The taxpayer contends that the contract of November 22, 1913, was a contract of purchase of the Stearns plant and timber; that the purchase price of the plant should be taken into consideration in computing the profit realized on the subsequent sale of the plant in 1920, and that the amounts paid by the taxpayer on the purchase price should be included in invested capital as and when made. The position of the Commissioner is that the business of the Stearns Lumber Co. had been unprofitable, and that in order to induce Dusen-bury and his associates to purchase the Stearns timber and undertake the logging and manufacturing thereof, it gave them the plant as a bonus for entering into the contract. It has also been suggested that the contract in question was a contract to purchase.

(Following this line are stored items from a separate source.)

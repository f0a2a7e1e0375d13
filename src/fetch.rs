//! Upstream document fetching.

use std::time::Duration;
use thiserror::Error;
use tracing::debug;

const CONNECT_TIMEOUT: Duration = Duration::from_secs(10);

#[derive(Debug, Error)]
pub enum FetchError {
    #[error("{0}")]
    Request(#[from] reqwest::Error),

    #[error("HTTP Error {status}: {reason}")]
    Status { status: u16, reason: String },
}

/// A fetched response body with its status code.
#[derive(Debug, Clone)]
pub struct Fetched {
    pub status: u16,
    pub body: String,
}

/// Shared HTTP client for upstream sources. Construct once and reuse.
#[derive(Debug, Clone)]
pub struct Fetcher {
    client: reqwest::Client,
}

impl Fetcher {
    pub fn new() -> Result<Self, FetchError> {
        let client = reqwest::Client::builder()
            .connect_timeout(CONNECT_TIMEOUT)
            .user_agent(concat!(env!("CARGO_PKG_NAME"), "/", env!("CARGO_PKG_VERSION")))
            .build()?;
        Ok(Self { client })
    }

    /// GET a URL. Only transport failures are errors; any status is returned.
    pub async fn get(&self, url: &str) -> Result<Fetched, FetchError> {
        debug!("GET {}", url);
        let response = self.client.get(url).send().await?;
        let status = response.status().as_u16();
        let body = response.text().await?;
        Ok(Fetched { status, body })
    }

    /// GET a URL, treating any non-2xx status as an error.
    pub async fn get_success(&self, url: &str) -> Result<String, FetchError> {
        let response = self.client.get(url).send().await?;
        let status = response.status();
        if !status.is_success() {
            return Err(FetchError::Status {
                status: status.as_u16(),
                reason: status.canonical_reason().unwrap_or("Unknown").to_string(),
            });
        }
        Ok(response.text().await?)
    }
}

#[cfg(test)]
mod tests {
    use super::*;

    #[tokio::test]
    async fn test_unreachable_host_is_request_error() {
        let fetcher = Fetcher::new().unwrap();
        let err = fetcher.get_success("http://127.0.0.1:1/users").await.unwrap_err();
        assert!(matches!(err, FetchError::Request(_)));
    }

    #[tokio::test]
    async fn test_malformed_url_is_request_error() {
        let fetcher = Fetcher::new().unwrap();
        assert!(fetcher.get("not a url").await.is_err());
    }

    #[test]
    fn test_status_error_message() {
        let err = FetchError::Status {
            status: 404,
            reason: "Not Found".to_string(),
        };
        assert_eq!(err.to_string(), "HTTP Error 404: Not Found");
    }
}
use actix_web::{
    get,
    guard,
    http::StatusCode,
    post,
    web::{self, Data, Path, ServiceConfig},
    HttpResponse,
};
use actix_web_validator::Json;
use tracing::info;

use super::models::ProcessRequest;
use super::service::{JobService, ServiceError};
use crate::api::response::respond;

#[post("/process")]
async fn process(service: Data<JobService>, body: Json<ProcessRequest>) -> HttpResponse {
    info!("Processing POST request to /process");
    match service.submit(body.into_inner()).await {
        Ok(response) => respond(StatusCode::ACCEPTED, &response),
        Err(err) => err.to_response(service.settings().expose_error_details),
    }
}

#[get("/status/{job_id}")]
async fn status(service: Data<JobService>, job_id: Path<String>) -> HttpResponse {
    let job_id = job_id.into_inner();
    info!("Processing GET request to /status/{}", job_id);
    match service.status(&job_id).await {
        Ok(response) => respond(StatusCode::OK, &response),
        Err(err) => err.to_response(service.settings().expose_error_details),
    }
}

async fn status_without_id(service: Data<JobService>) -> HttpResponse {
    ServiceError::Validation("Job ID is required".to_string())
        .to_response(service.settings().expose_error_details)
}

#[get("/results")]
async fn results(service: Data<JobService>) -> HttpResponse {
    info!("Processing GET request to /results");
    match service.results().await {
        Ok(response) => respond(StatusCode::OK, &response),
        Err(err) => err.to_response(service.settings().expose_error_details),
    }
}

pub fn job_config(config: &mut ServiceConfig) {
    config
        .service(process)
        .service(status)
        .service(
            web::resource(["/status", "/status/"])
                .guard(guard::Get())
                .to(status_without_id),
        )
        .service(results);
}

’ In view of the unsatisfactory state of the record in this proceeding, we do not see that it makes any material difference as to which of the three suggested constructions we place on the contract of November 22, 1913. If it be construed either as a contract of purchase or a contract to purchase, the purchase price, if ascertainable, should be the basis for determining the gain or loss on the subsequent sale, with proper adjustments for improvements and depreciation, and the payments thereon should be reflected in invested capital as and when made. If the Stearns plant was given to Dusenbury and his associates solely as a consideration for the execution of the contract and was turned in by them to the taxpayer, the actual cash value of the plant at the time turned in should be the basis for determining gain or loss from the subsequent sale, and the amount at which the plant should be included in the taxpayer’s invested capital. However, sufficient evidence has not been presented to enable us to determine what that value was.
The pleadings herein raise the issuer only in a general way, and the evidence presented is so vague, indefinite, and confusing that it is difficult to determine what the true facts of the case are. Assuming that Dusenbury and his associates intended to purchase the Stearns plant and to pay for it out of timber cut, there is not sufficient evidence to enable us to find what the purchase price was to be, except that a certain amount was arbitrarily allocated thereto on the taxpayer’s books after the contract of November 22, 1913, had been assigned to it. According to the evidence the taxpayer started out with an estimated purchase price of $132,000, based upon the amount of timber it expected to cut, and wound up with a purchase price of $81,000, because the amount of timber fell short of the estimates. At best, the purchase price now claimed is only an estimate. The several amounts paid by the taxpayer to the Stearns Lumber Co., *698which it is now contended constituted the purchase price of the Stearns plant, were originally considered by the taxpayer as a part of the cost of lumber cut and sold, and were so treated and deducted in its income-tax returns in the years in which the payments were made. In other words, if the taxpayer purchased the Stearns plant and paid for it out of the timber sold, it has actually charged the plant off through income in the years in which the payments were made.
In this proceeding the Commissioner has determined certain deficiencies. The burden is upon the taxpayer to show by competent evidence that the Commissioner has erred in his determination. As we have heretofore stated, the evidence which has been presented to us is vague, confusing and indefinite, and we are of the opinion that the taxpayer has failed to meet the burden of proof imposed upon it, and we are therefore not warranted in disturbing the Commissioner’s determination.

Judgment will he entered, for the Commissioner.